Our data collectively shows biochemical and cellular evidence of cardiomyocyte hypocontractility in the presence of R256H ACTA1. Another important question is whether R256H ACTA1 impacts skeletal muscle function. Of the 3 patients with the R256H mutation, none had gross clinical features of skeletal myopathy (13). This was a surprising finding given the much higher expression of ACTA1 in skeletal muscle compared to the heart (6). The lack of a skeletal muscle phenotype is even more unexpected taken together with our in vitro motility data that shows 12.5% R256H ACTA1 is sufficient to disrupt actin-myosin translocation speeds in the presence of Tn/Tm (Figure 3B). In ACTA1R256H/+ skeletal muscle, mutant actin could be as high as 50% which in our in vitro motility assay results in arrested filament movement.

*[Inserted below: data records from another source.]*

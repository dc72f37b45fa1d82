//! Loading configuration from TOML files and `VONAGE_*` variables

use std::fs;
use std::path::Path;

use pretty_assertions::assert_eq;
use serial_test::serial;
use tempfile::TempDir;
use vonage::{Error, FallbackPolicy, VonageConfig};

const PKCS8: &str = include_str!("../../auth-core/tests/fixtures/rsa_pkcs8.pem");

fn clear_env() {
    let keys: Vec<String> = std::env::vars()
        .map(|(key, _)| key)
        .filter(|key| key.starts_with("VONAGE_"))
        .collect();
    for key in keys {
        unsafe { std::env::remove_var(key) };
    }
}

fn set_env(key: &str, value: &str) {
    unsafe { std::env::set_var(key, value) };
}

fn write_config(dir: &TempDir, contents: &str) -> std::path::PathBuf {
    let path = dir.path().join("vonage.toml");
    fs::write(&path, contents).unwrap();
    path
}

#[test]
#[serial]
fn test_load_from_file() {
    clear_env();
    let dir = TempDir::new().unwrap();
    let path = write_config(
        &dir,
        &format!(
            r#"
application_id = "app-file"
private_key = '''
{}'''
phone_number = "+815012345678"

[video]
session_ttl_secs = 600
fallback = "fail_fast"

[http]
timeout_secs = 5
"#,
            PKCS8
        ),
    );

    let config = VonageConfig::load(Some(path.as_path())).unwrap();
    assert_eq!(config.application_id.as_deref(), Some("app-file"));
    assert_eq!(config.phone_number.as_deref(), Some("+815012345678"));
    assert_eq!(config.video.session_ttl_secs, 600);
    assert_eq!(config.video.fallback, FallbackPolicy::FailFast);
    assert_eq!(config.http.timeout_secs, 5);
    assert_eq!(config.http.rest_base_url, "https://api.nexmo.com");

    let credentials = config.credentials().unwrap();
    assert!(credentials.has_application());
    assert_eq!(credentials.phone_number(), Some("+815012345678"));
}

#[test]
#[serial]
fn test_environment_overrides_file() {
    clear_env();
    let dir = TempDir::new().unwrap();
    let path = write_config(
        &dir,
        r#"
application_id = "app-file"
phone_number = "815000000000"

[video]
session_ttl_secs = 600
"#,
    );

    set_env("VONAGE_PHONE_NUMBER", "+819099999999");
    set_env("VONAGE_VIDEO__SESSION_TTL_SECS", "120");
    set_env("VONAGE_VIDEO__FALLBACK", "fail_fast");
    set_env("VONAGE_HTTP__REST_BASE_URL", "http://127.0.0.1:9000");

    let config = VonageConfig::load(Some(path.as_path()));
    clear_env();
    let config = config.unwrap();

    assert_eq!(config.application_id.as_deref(), Some("app-file"));
    assert_eq!(config.phone_number.as_deref(), Some("+819099999999"));
    assert_eq!(config.video.session_ttl_secs, 120);
    assert_eq!(config.video.fallback, FallbackPolicy::FailFast);
    assert_eq!(config.http.rest_base_url, "http://127.0.0.1:9000");
}

#[test]
#[serial]
fn test_private_key_path_from_environment() {
    clear_env();
    let dir = TempDir::new().unwrap();
    let key_path = dir.path().join("private.key");
    fs::write(&key_path, PKCS8).unwrap();

    set_env("VONAGE_APPLICATION_ID", "app-env");
    set_env("VONAGE_PRIVATE_KEY_PATH", key_path.to_str().unwrap());

    let config = VonageConfig::from_env();
    clear_env();
    let config = config.unwrap();

    assert_eq!(config.private_key_path.as_deref(), Some(key_path.as_path()));
    let credentials = config.credentials().unwrap();
    assert!(credentials.has_application());
    assert_eq!(credentials.application_id(), Some("app-env"));
}

#[test]
#[serial]
fn test_nothing_configured_uses_defaults() {
    clear_env();
    let config = VonageConfig::from_env().unwrap();
    assert_eq!(config.application_id, None);
    assert_eq!(config.video.session_ttl_secs, 86_400);
    assert_eq!(config.http.timeout_secs, 30);
}

#[test]
#[serial]
fn test_missing_file_is_config_error() {
    clear_env();
    let err = VonageConfig::load(Some(Path::new("/nonexistent/vonage.toml"))).unwrap_err();
    assert!(matches!(err, Error::Config(_)));
}

#[test]
#[serial]
fn test_malformed_value_is_config_error() {
    clear_env();
    set_env("VONAGE_HTTP__TIMEOUT_SECS", "soon");
    let result = VonageConfig::from_env();
    clear_env();
    assert!(matches!(result, Err(Error::Config(_))));
}

#[test]
#[serial]
fn test_zero_ttl_is_config_error() {
    clear_env();
    set_env("VONAGE_VIDEO__SESSION_TTL_SECS", "0");
    let result = VonageConfig::from_env();
    clear_env();
    assert!(matches!(result, Err(Error::Config(_))));
}

#[test]
#[serial]
fn test_unreadable_key_file_is_auth_error() {
    clear_env();
    let config = VonageConfig {
        application_id: Some("app".to_string()),
        private_key_path: Some("/nonexistent/private.key".into()),
        ..Default::default()
    };
    assert!(matches!(config.credentials(), Err(Error::Auth(_))));
}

We speculate about two possibilities how a skeletal muscle phenotype may be absent. Firstly, our data shows that R256H ACTA1 has profoundly reduced polymerization kinetics, especially its nucleation rate. It is possible that less R256H ACTA1 is incorporated into skeletal muscle than cardiac thin filaments due to different factors governing polymerization in skeletal and heart muscles. There are some thin filament proteins that are uniquely expressed in either skeletal or cardiac muscle. Leiomodins (LMODs) are important nucleation factors in striated muscle and exist in 3 isoforms: LMOD1–3 (60). LMOD2 is predominantly expressed in the heart and may allow for more incorporation of R256H ACTA1 into cardiac thin filaments compared to skeletal muscle thin filaments. Notably, a published crystal structure of LMOD2 with actin shows interactions of leiomodin with actin subdomain 2 (61), and our molecular dynamics simulations of the R256H G-actin shows changes in this region (Figure 1C). Similarly, nebulin plays a critical role in regulating skeletal muscle thin filaments and several ACTA1 residues in subdomain 4, where R256H is located, are predicted to form contacts with nebulin based on the recently resolved cryo-electron tomography (cryo-ET) structure of myofibrils with nebulin (62). Finally, cardiac and skeletal muscles express different tropomyosin isoforms in different abundance (63). Different tropomyosin isoforms affect actin polymerization differently providing a possible explanation to differential incorporation of WT and R256H ACTA1 in cardiac and skeletal muscles (64). Second, our data shows decreased thermal stability for R256H ACTA1. Alternatively, it is possible R256H ACTA1 has greater stability in cardiac muscle leading to more mutant protein in cardiac filaments. Regardless, future studies to probe more deeply into the differences in the cardiac and skeletal muscle phenotypes of R256H ACTA1, skeletal muscle models of R256H ACTA1 are needed.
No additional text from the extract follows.